**What is required:**
Your result should be every line of the records below that contains the word "work".

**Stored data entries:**
====

//! HTTP API server for the car park reservation system.
//!
//! Provides REST endpoints for availability, prices and bookings, with
//! structured logging (tracing) and Prometheus metrics.

pub mod config;
pub mod error;
pub mod routes;
pub mod tasks;

use std::sync::Arc;

use axum::Router;
use axum::routing::{get, post};
use common::Money;
use domain::{
    Clock, DayDefaults, HorizonMaintainer, QueryService, RangePolicy, ReservationEngine,
    SystemClock,
};
use inventory_store::InventoryStore;
use metrics_exporter_prometheus::PrometheusHandle;
use tower_http::cors::{Any, CorsLayer};
use tower_http::trace::TraceLayer;

use config::Config;

/// Shared application state accessible from all handlers.
pub struct AppState<S: InventoryStore> {
    pub engine: ReservationEngine<S>,
    pub queries: QueryService<S>,
    pub horizon: HorizonMaintainer<S>,
    /// Source of today's date shared by every component above.
    pub clock: Arc<dyn Clock>,
}

/// Creates the Axum application router with all routes and shared state.
pub fn create_app<S: InventoryStore + 'static>(
    state: Arc<AppState<S>>,
    metrics_handle: PrometheusHandle,
) -> Router {
    let metrics_router = Router::new()
        .route("/metrics", get(routes::ops::metrics))
        .with_state(metrics_handle);

    Router::new()
        .route("/health", get(routes::ops::health::<S>))
        .route(
            "/carpark/availability",
            get(routes::inventory::availability::<S>),
        )
        .route("/carpark/prices", get(routes::inventory::prices::<S>))
        .route("/carpark/booking", post(routes::bookings::create::<S>))
        .route(
            "/carpark/booking/cancel/{id}",
            post(routes::bookings::cancel::<S>),
        )
        .route("/carpark/booking/edit", post(routes::bookings::amend::<S>))
        .route("/carpark/booking/{id}", get(routes::bookings::get::<S>))
        .with_state(state)
        .merge(metrics_router)
        .layer(
            CorsLayer::new()
                .allow_origin(Any)
                .allow_methods(Any)
                .allow_headers(Any),
        )
        .layer(TraceLayer::new_for_http())
}

/// Creates the application state on top of `store`, reading today's date
/// from the system clock.
pub fn create_state<S: InventoryStore + 'static>(
    store: S,
    config: &Config,
) -> Arc<AppState<S>> {
    create_state_with_clock(store, config, Arc::new(SystemClock))
}

/// Like [`create_state`], with an explicit clock.
pub fn create_state_with_clock<S: InventoryStore + 'static>(
    store: S,
    config: &Config,
    clock: Arc<dyn Clock>,
) -> Arc<AppState<S>> {
    let policy = RangePolicy::new(config.horizon_months);
    let defaults = DayDefaults {
        total_spaces: config.daily_spaces,
        price: Money::from_cents(config.daily_price_cents),
    };

    Arc::new(AppState {
        engine: ReservationEngine::new(store.clone(), policy, clock.clone()),
        queries: QueryService::new(store.clone(), policy, clock.clone()),
        horizon: HorizonMaintainer::new(store, policy, defaults, clock.clone()),
        clock,
    })
}
use std::collections::{BTreeMap, HashMap};
use std::sync::Arc;

use async_trait::async_trait;
use chrono::NaiveDate;
use common::{BookingId, DateRange, Money};
use tokio::sync::{OwnedRwLockWriteGuard, RwLock};

use crate::{
    Booking, DayInventory, DayRate, Result, SeedReport, StoreError,
    store::{InventoryStore, InventoryTx},
};

#[derive(Debug, Default)]
struct State {
    bookings: HashMap<BookingId, Booking>,
    inventory: BTreeMap<NaiveDate, DayInventory>,
    rates: BTreeMap<NaiveDate, DayRate>,
}

/// In-memory inventory store.
///
/// Provides the same interface as the PostgreSQL implementation. A unit of
/// work holds the write lock for its whole lifetime, so units are fully
/// serialized and readers never see a half-applied change.
#[derive(Clone, Default)]
pub struct InMemoryInventoryStore {
    state: Arc<RwLock<State>>,
}

impl InMemoryInventoryStore {
    /// Creates a new empty in-memory store.
    pub fn new() -> Self {
        Self::default()
    }

    /// Returns the number of bookings stored, in any status.
    pub async fn booking_count(&self) -> usize {
        self.state.read().await.bookings.len()
    }

    /// Overwrites a day's reserved count without touching bookings.
    ///
    /// Meant for fixtures that need a day to look full.
    pub async fn set_reserved(&self, date: NaiveDate, reserved: i32) -> Result<()> {
        let mut state = self.state.write().await;
        let day = state
            .inventory
            .get_mut(&date)
            .ok_or(StoreError::MissingDay(date))?;
        day.reserved_spaces = reserved;
        Ok(())
    }
}

#[async_trait]
impl InventoryStore for InMemoryInventoryStore {
    type Tx = InMemoryTx;

    async fn begin(&self) -> Result<InMemoryTx> {
        let state = self.state.clone().write_owned().await;
        Ok(InMemoryTx {
            state,
            bookings: HashMap::new(),
            reserved: BTreeMap::new(),
        })
    }

    async fn inventory(&self, range: DateRange) -> Result<Vec<DayInventory>> {
        let state = self.state.read().await;
        Ok(state
            .inventory
            .range(range.start()..=range.end())
            .map(|(_, day)| *day)
            .collect())
    }

    async fn rates(&self, range: DateRange) -> Result<Vec<DayRate>> {
        let state = self.state.read().await;
        Ok(state
            .rates
            .range(range.start()..=range.end())
            .map(|(_, rate)| *rate)
            .collect())
    }

    async fn booking(&self, id: BookingId) -> Result<Option<Booking>> {
        Ok(self.state.read().await.bookings.get(&id).cloned())
    }

    async fn seed_days(
        &self,
        range: DateRange,
        total_spaces: i32,
        price: Money,
    ) -> Result<SeedReport> {
        let mut state = self.state.write().await;
        let mut report = SeedReport::default();

        for date in range.days() {
            if !state.inventory.contains_key(&date) {
                state
                    .inventory
                    .insert(date, DayInventory::empty(date, total_spaces));
                report.inventory_inserted += 1;
            }
            if !state.rates.contains_key(&date) {
                state.rates.insert(date, DayRate { date, price });
                report.rates_inserted += 1;
            }
        }

        Ok(report)
    }
}

/// Unit of work over [`InMemoryInventoryStore`].
///
/// Changes are staged next to the locked state and only written into it by
/// [`InventoryTx::commit`].
pub struct InMemoryTx {
    state: OwnedRwLockWriteGuard<State>,
    bookings: HashMap<BookingId, Booking>,
    /// Staged absolute reserved counts.
    reserved: BTreeMap<NaiveDate, i32>,
}

impl InMemoryTx {
    fn current_booking(&self, id: BookingId) -> Option<&Booking> {
        self.bookings.get(&id).or_else(|| self.state.bookings.get(&id))
    }

    fn current_day(&self, date: NaiveDate) -> Option<DayInventory> {
        self.state.inventory.get(&date).map(|day| DayInventory {
            reserved_spaces: self
                .reserved
                .get(&date)
                .copied()
                .unwrap_or(day.reserved_spaces),
            ..*day
        })
    }
}

#[async_trait]
impl InventoryTx for InMemoryTx {
    async fn lock_inventory(&mut self, range: DateRange) -> Result<Vec<DayInventory>> {
        Ok(range.days().filter_map(|date| self.current_day(date)).collect())
    }

    async fn find_confirmed_booking(&mut self, id: BookingId) -> Result<Option<Booking>> {
        Ok(self
            .current_booking(id)
            .filter(|booking| booking.is_confirmed())
            .cloned())
    }

    async fn insert_booking(&mut self, booking: &Booking) -> Result<()> {
        if self.current_booking(booking.id).is_some() {
            return Err(StoreError::BookingConflict(format!(
                "booking {} already exists",
                booking.id
            )));
        }
        self.bookings.insert(booking.id, booking.clone());
        Ok(())
    }

    async fn update_booking(&mut self, booking: &Booking) -> Result<()> {
        if self.current_booking(booking.id).is_none() {
            return Err(StoreError::BookingConflict(format!(
                "booking {} does not exist",
                booking.id
            )));
        }
        self.bookings.insert(booking.id, booking.clone());
        Ok(())
    }

    async fn adjust_reserved(&mut self, days: &[NaiveDate], delta: i32) -> Result<()> {
        // Validate every day before staging anything.
        let mut updates = Vec::with_capacity(days.len());
        for &date in days {
            let day = self.current_day(date).ok_or(StoreError::MissingDay(date))?;
            let reserved = day.reserved_spaces + delta;
            if reserved < 0 || reserved > day.total_spaces {
                return Err(StoreError::ReservedOutOfBounds {
                    date,
                    reserved,
                    total: day.total_spaces,
                });
            }
            updates.push((date, reserved));
        }

        self.reserved.extend(updates);
        Ok(())
    }

    async fn commit(self) -> Result<()> {
        let InMemoryTx {
            mut state,
            bookings,
            reserved,
        } = self;

        for (date, count) in reserved {
            if let Some(day) = state.inventory.get_mut(&date) {
                day.reserved_spaces = count;
            }
        }
        state.bookings.extend(bookings);

        Ok(())
    }
}
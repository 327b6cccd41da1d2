//! Parsing of dates and IDs supplied by clients.

use chrono::NaiveDate;
use common::BookingId;
use serde::Deserialize;

use crate::error::ApiError;

/// The only accepted date layout.
pub const DATE_FORMAT: &str = "yyyy-MM-dd";

/// `?startDate=…&endDate=…` query string.
#[derive(Debug, Deserialize)]
#[serde(rename_all = "camelCase")]
pub struct DateRangeQuery {
    pub start_date: Option<String>,
    pub end_date: Option<String>,
}

/// Parses a `yyyy-MM-dd` date, rejecting every other layout.
///
/// `field` names the parameter in the error message.
pub fn parse_date(field: &str, value: Option<&str>) -> Result<NaiveDate, ApiError> {
    let invalid = || ApiError::BadRequest(format!("{field} was not supplied in {DATE_FORMAT} format"));

    let value = value.ok_or_else(invalid)?;
    let bytes = value.as_bytes();
    let well_formed = bytes.len() == 10
        && bytes.iter().enumerate().all(|(i, b)| match i {
            4 | 7 => *b == b'-',
            _ => b.is_ascii_digit(),
        });
    if !well_formed {
        return Err(invalid());
    }

    NaiveDate::parse_from_str(value, "%Y-%m-%d").map_err(|_| invalid())
}

/// Parses both ends of a range from raw client values.
pub fn parse_range(
    start: Option<&str>,
    end: Option<&str>,
) -> Result<(NaiveDate, NaiveDate), ApiError> {
    Ok((parse_date("startDate", start)?, parse_date("endDate", end)?))
}

/// Parses a booking ID. The all-zero UUID counts as no ID at all.
pub fn parse_booking_id(id: &str) -> Result<BookingId, ApiError> {
    let uuid = uuid::Uuid::parse_str(id.trim())
        .map_err(|e| ApiError::BadRequest(format!("Invalid booking id: {e}")))?;
    let id = BookingId::from_uuid(uuid);
    if id.is_nil() {
        return Err(ApiError::BadRequest("id was not supplied".to_string()));
    }
    Ok(id)
}
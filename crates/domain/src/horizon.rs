//! Keeps inventory and rate rows stocked up to the booking horizon.

use std::sync::Arc;

use common::Money;
use inventory_store::{InventoryStore, SeedReport};

use crate::error::{ReservationError, Result};
use crate::validation::{Clock, RangePolicy};

/// Defaults written into newly stocked days.
#[derive(Debug, Clone, Copy, PartialEq, Eq)]
pub struct DayDefaults {
    pub total_spaces: i32,
    pub price: Money,
}

impl Default for DayDefaults {
    fn default() -> Self {
        Self {
            total_spaces: 10,
            price: Money::from_cents(1500),
        }
    }
}

/// Fills in missing days between today and the end of the horizon.
///
/// The horizon slides forward with the calendar, so this needs to run
/// regularly; days that already exist are never modified.
pub struct HorizonMaintainer<S: InventoryStore> {
    store: S,
    policy: RangePolicy,
    defaults: DayDefaults,
    clock: Arc<dyn Clock>,
}

impl<S: InventoryStore> HorizonMaintainer<S> {
    pub fn new(store: S, policy: RangePolicy, defaults: DayDefaults, clock: Arc<dyn Clock>) -> Self {
        Self {
            store,
            policy,
            defaults,
            clock,
        }
    }

    #[tracing::instrument(skip(self))]
    pub async fn fill_missing_days(&self) -> Result<SeedReport> {
        let today = self.clock.today();
        let horizon = self.policy.horizon(today).ok_or_else(|| {
            ReservationError::InvalidRange(format!("no horizon can be computed from {today}"))
        })?;

        let report = self
            .store
            .seed_days(horizon, self.defaults.total_spaces, self.defaults.price)
            .await?;

        metrics::counter!("horizon_days_seeded_total").increment(report.inventory_inserted);
        if report.inventory_inserted > 0 || report.rates_inserted > 0 {
            tracing::info!(
                %horizon,
                inventory = report.inventory_inserted,
                rates = report.rates_inserted,
                "stocked missing days"
            );
        }

        Ok(report)
    }
}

====

**Answer section:**
/// work holds the write lock for its whole lifetime, so units are fully
/// Unit of work over [`InMemoryInventoryStore`].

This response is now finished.